Any hints or tips would be much appreciated. She really seems clever in every other way, and im not sure if its just me thats stupid! hehe! Maybe its just a case of giving it a bit more time. 

Emma x


----------



## flounder_1 (May 12, 2011)

Reading your post has made me realise how lucky we've been with Lolly's house training which happened really quickly and at a young age. Out of curiosity, have you crate trained Maggie? I'm sure that helped Lolly massively and I know that's no help to you now but I'm just curious!
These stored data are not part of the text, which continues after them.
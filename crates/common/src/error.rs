//! Error types shared across Shortsmith crates.

use std::path::PathBuf;

/// Top-level error type for Shortsmith operations.
#[derive(Debug, thiserror::Error)]
pub enum ShortsmithError {
    /// The scene description or request was malformed.
    #[error("Validation error: {message}")]
    Validation { message: String },

    /// The scene could not be compiled into a filter program.
    #[error("Compile error: {message}")]
    Compile { message: String },

    /// The engine binary could not be launched.
    #[error("Engine unavailable: {message}")]
    EngineUnavailable { message: String },

    /// The engine ran but exited unsuccessfully.
    #[error("Render error: {message}")]
    Render { message: String, details: String },

    #[error("File not found: {path}")]
    FileNotFound { path: PathBuf },

    #[error(transparent)]
    Io(#[from] std::io::Error),

    #[error(transparent)]
    Json(#[from] serde_json::Error),

    #[error(transparent)]
    Other(#[from] anyhow::Error),
}

/// Result type alias using ShortsmithError.
pub type ShortsmithResult<T> = Result<T, ShortsmithError>;

impl ShortsmithError {
    pub fn validation(msg: impl Into<String>) -> Self {
        Self::Validation {
            message: msg.into(),
        }
    }

    pub fn compile(msg: impl Into<String>) -> Self {
        Self::Compile {
            message: msg.into(),
        }
    }

    pub fn engine_unavailable(msg: impl Into<String>) -> Self {
        Self::EngineUnavailable {
            message: msg.into(),
        }
    }

    pub fn render(msg: impl Into<String>, details: impl Into<String>) -> Self {
        Self::Render {
            message: msg.into(),
            details: details.into(),
        }
    }

    /// Whether this error was caused by the caller's input rather than the server.
    pub fn is_client_error(&self) -> bool {
        matches!(self, Self::Validation { .. } | Self::Json(_))
    }
}
//! Response bodies and the API error type.

use axum::http::StatusCode;
use axum::response::{IntoResponse, Response};
use axum::Json;
use serde::Serialize;

use shortsmith_common::error::ShortsmithError;

/// Maximum characters of engine diagnostics returned to callers.
pub const DETAILS_TAIL_CHARS: usize = 1000;

pub type ApiResult<T> = Result<T, ApiError>;

/// Successful export body.
#[derive(Debug, Clone, PartialEq, Serialize)]
pub struct ExportResponse {
    pub url: String,
    pub size: u64,
    pub duration: f64,
    #[serde(skip_serializing_if = "Option::is_none")]
    pub subtitles: Option<String>,
}

#[derive(Debug, Serialize)]
struct ErrorBody<'a> {
    error: &'a str,
    #[serde(skip_serializing_if = "Option::is_none")]
    details: Option<&'a str>,
}

/// Errors surfaced by the HTTP handlers.
#[derive(Debug, Clone, PartialEq, Eq)]
pub enum ApiError {
    BadRequest(String),
    NotFound(String),
    Internal { error: String, details: String },
}

impl ApiError {
    pub fn bad_request(msg: impl Into<String>) -> Self {
        Self::BadRequest(msg.into())
    }

    pub fn not_found(msg: impl Into<String>) -> Self {
        Self::NotFound(msg.into())
    }

    pub fn internal(error: impl Into<String>, details: impl AsRef<str>) -> Self {
        Self::Internal {
            error: error.into(),
            details: tail(details.as_ref(), DETAILS_TAIL_CHARS).to_string(),
        }
    }

    pub fn status(&self) -> StatusCode {
        match self {
            Self::BadRequest(_) => StatusCode::BAD_REQUEST,
            Self::NotFound(_) => StatusCode::NOT_FOUND,
            Self::Internal { .. } => StatusCode::INTERNAL_SERVER_ERROR,
        }
    }
}

impl From<ShortsmithError> for ApiError {
    fn from(err: ShortsmithError) -> Self {
        if err.is_client_error() {
            return Self::BadRequest(err.to_string());
        }
        match err {
            ShortsmithError::Render { message, details } => Self::internal(message, details),
            ShortsmithError::EngineUnavailable { message } => {
                Self::internal("Video engine is unavailable", message)
            }
            ShortsmithError::Compile { message } => {
                tracing::error!(error = %message, "Scene compilation failed");
                Self::internal("Failed to build render instructions", "")
            }
            other => Self::internal("Export failed", other.to_string()),
        }
    }
}

impl IntoResponse for ApiError {
    fn into_response(self) -> Response {
        let status = self.status();
        let body = match &self {
            Self::BadRequest(error) | Self::NotFound(error) => ErrorBody {
                error,
                details: None,
            },
            Self::Internal { error, details } => ErrorBody {
                error,
                details: Some(details),
            },
        };
        (status, Json(body)).into_response()
    }
}

/// Last `max_chars` characters of `text`.
pub fn tail(text: &str, max_chars: usize) -> &str {
    let count = text.chars().count();
    if count <= max_chars {
        return text;
    }
    let skip = count - max_chars;
    match text.char_indices().nth(skip) {
        Some((at, _)) => &text[at..],
        None => "",
    }
}
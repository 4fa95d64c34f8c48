//! Shortsmith CLI — serve the export API or render scenes locally.
//!
//! Usage:
//!   shortsmith serve [--bind ADDR]     Run the HTTP export server
//!   shortsmith render [OPTIONS]        Render a scene from local files
//!   shortsmith check                   Check engine and font availability

use std::net::SocketAddr;
use std::path::PathBuf;

use clap::{Parser, Subcommand, ValueEnum};

use shortsmith_common::config::AppConfig;
use shortsmith_scene_model::RenderMode;

mod commands;
mod server;

#[derive(Parser)]
#[command(
    name = "shortsmith",
    about = "Render short vertical videos from clips and declarative styling",
    version,
    author
)]
struct Cli {
    /// Enable verbose logging
    #[arg(short, long, global = true)]
    verbose: bool,

    /// Config file (defaults to $XDG_CONFIG_HOME/shortsmith/config.json)
    #[arg(short, long, global = true, env = "SHORTSMITH_CONFIG")]
    config: Option<PathBuf>,

    #[command(subcommand)]
    command: Commands,
}

#[derive(Subcommand)]
enum Commands {
    /// Run the HTTP export server
    Serve {
        /// Address to bind (overrides the config file)
        #[arg(long)]
        bind: Option<SocketAddr>,
    },

    /// Render a scene from local files
    Render {
        /// Layout to render
        #[arg(long, value_enum)]
        mode: ModeArg,

        /// Scene config JSON (same shape as the API `config` field)
        #[arg(long = "scene")]
        scene: Option<PathBuf>,

        /// Ranking clip, repeat in render order
        #[arg(long = "clip")]
        clips: Vec<PathBuf>,

        /// Split-screen main clip
        #[arg(long)]
        main: Option<PathBuf>,

        /// Split-screen background clip
        #[arg(long)]
        background: Option<PathBuf>,

        /// Background music
        #[arg(long)]
        music: Option<PathBuf>,

        /// Output file (defaults to a generated name in the current directory)
        #[arg(short, long)]
        output: Option<PathBuf>,

        /// Print the engine command instead of running it
        #[arg(long)]
        dry_run: bool,
    },

    /// Check engine and font availability
    Check,
}

#[derive(Debug, Clone, Copy, PartialEq, Eq, ValueEnum)]
enum ModeArg {
    Ranking,
    Splitscreen,
}

impl From<ModeArg> for RenderMode {
    fn from(mode: ModeArg) -> Self {
        match mode {
            ModeArg::Ranking => RenderMode::Ranking,
            ModeArg::Splitscreen => RenderMode::SplitScreen,
        }
    }
}

#[tokio::main]
async fn main() -> anyhow::Result<()> {
    let cli = Cli::parse();

    let mut config = match &cli.config {
        Some(path) => AppConfig::load_from(path),
        None => AppConfig::load(),
    };
    if cli.verbose {
        config.logging.level = "debug".to_string();
    }
    shortsmith_common::logging::init_logging(&config.logging);

    match cli.command {
        Commands::Serve { bind } => commands::serve::run(config, bind).await,
        Commands::Render {
            mode,
            scene,
            clips,
            main,
            background,
            music,
            output,
            dry_run,
        } => {
            commands::render::run(
                config,
                commands::render::RenderArgs {
                    mode: mode.into(),
                    scene,
                    clips,
                    main,
                    background,
                    music,
                    output,
                    dry_run,
                },
            )
            .await
        }
        Commands::Check => commands::check::run(config).await,
    }
}

#[cfg(test)]
mod tests {
    use super::*;
    use clap::CommandFactory;

    #[test]
    fn test_cli_definition() {
        Cli::command().debug_assert();
    }

    #[test]
    fn test_parse_render() {
        let cli = Cli::try_parse_from([
            "shortsmith",
            "render",
            "--mode",
            "ranking",
            "--clip",
            "a.mp4",
            "--clip",
            "b.mp4",
            "--dry-run",
        ])
        .unwrap();
        match cli.command {
            Commands::Render {
                mode, clips, dry_run, ..
            } => {
                assert_eq!(RenderMode::from(mode), RenderMode::Ranking);
                assert_eq!(clips, vec![PathBuf::from("a.mp4"), PathBuf::from("b.mp4")]);
                assert!(dry_run);
            }
            _ => panic!("expected render"),
        }
    }

    #[test]
    fn test_scene_file_and_app_config_are_separate_flags() {
        let cli = Cli::try_parse_from([
            "shortsmith",
            "render",
            "--config",
            "app.json",
            "--mode",
            "splitscreen",
            "--scene",
            "split.json",
            "--main",
            "talk.mp4",
            "--background",
            "bg.mp4",
        ])
        .unwrap();
        assert_eq!(cli.config, Some(PathBuf::from("app.json")));
        match cli.command {
            Commands::Render { scene, main, .. } => {
                assert_eq!(scene, Some(PathBuf::from("split.json")));
                assert_eq!(main, Some(PathBuf::from("talk.mp4")));
            }
            _ => panic!("expected render"),
        }
    }

    #[test]
    fn test_parse_serve_bind() {
        let cli = Cli::try_parse_from(["shortsmith", "-v", "serve", "--bind", "0.0.0.0:9000"]).unwrap();
        assert!(cli.verbose);
        match cli.command {
            Commands::Serve { bind } => assert_eq!(bind, Some("0.0.0.0:9000".parse().unwrap())),
            _ => panic!("expected serve"),
        }
    }
}
//! Shortsmith Scene Model
//!
//! Defines the data contracts for a render request:
//! - **Request configs:** the loosely-typed JSON `config` field of an export request
//! - **Scene description:** the validated, immutable scene built from a config
//!   plus the uploaded media files
//! - **Colors and quality tiers:** typed style tokens shared by the compiler
//!
//! Positions in requests are percentages (`0..=100`) of the output frame so the
//! same scene renders at every quality tier.

pub mod color;
pub mod config;
pub mod quality;
pub mod scene;

pub use color::*;
pub use config::*;
pub use quality::*;
pub use scene::*;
Have you thought of bell training? I know others on this forum use a bell. You hang one within dogs reach by the door and start off by ringing it every time you take her out to the toilet. Then hopefully Maggie will catch on and ring it herself to let you know. I'm sure others here will be able to give you more advice on that if you feel like trying it.


----------



## axl the cockerpoo (Sep 29, 2010)

sounds very much like Axl was, now he just he just waits until he goes out anyway. Never fusses to go outside.


----------



## Emma (Apr 29, 2011)

Hi Janet, no I didnt crate train Maggie, she slept in a puppy pen at night but that was all. She very quickly was dry through the night it was the rest of it that has been a struggle! Bell training might well be an idea. 
Emma x


----------



## katycat (Sep 30, 2011)

Griff uses his bell all the time now and it works a treat.


----------



## Emma (Apr 29, 2011)

How hard was it to get him to use it Kate? And what age was he when you started the training? Emma x


----------



## ilovelucy (Nov 19, 2011)

Lucy uses the bell too, and we LOVE it!! We started using it after we had her for about a month, so about 16 weeks. I just lifted her paw to the bells and made her ring it, while saying "outside!" and opened the door immediately. (We did this every single time we took her outside, which was every 2-3 hours) After a while she just started reaching up for the bells herself. (Took a week or 2 for her to learn) We didn't open the door unless she hit the bells. She now does it all the time, if she has to potty or just wants to go play. It's great for when we're in another room cause we can always hear the bells and don't have to worry about her having an accident cause we didn't see her go to the door. She has been doing it reliably for the past month or so, and has made everything so much easier. Definitely try it out!


----------



## Pepster (Jul 22, 2011)

Pepper knocks on the door when she wants to go out, or come in! Only thing is she knocks just to go out and mess about which is a pain as we are all now at her beck and call as we don't want to stop her if she needs the toilet, but I guess it's good that she's not going in the house anymore.


----------



## Emma (Apr 29, 2011)

Ok so I'm thinking the bells sound like the way to go. Where do I get them and what height do I hang them? Emma x


----------



## Dee123 (Aug 20, 2011)

I got a bell which isn't hung but just stays on the floor next to the door. Milo did not get the hang of it but then maybe he was too young. I will restart as it seems to work for some...


----------



## PipE (Aug 4, 2011)

Hi,
We have bells for Kipper too! They're brilliant as they have such a distinctive sound that you can't miss it. We too are at her beck and call as she does ring them to go out to play as well as for a wee!! 
She also has developed a knack for ringing them just as we've sat down to eat!! It's as though she's saying 'Well b* gger you lot, if you haven't got anything for me, I'm off out'!!!
We started training with them almost as soon as we got Kipper but I'm sure a clever Cockapoo would soon catch on!! In fact, I'm getting really fed up with opening the door for her to come back in, and she just stands and looks at me. so I'm going to start counting down from 5 (just like with training kids!!!) and shutting the door on 1 . Really just to see if she does catch on that if she's not in by 1 she's missed her chance!! Ummmm...will it work??!!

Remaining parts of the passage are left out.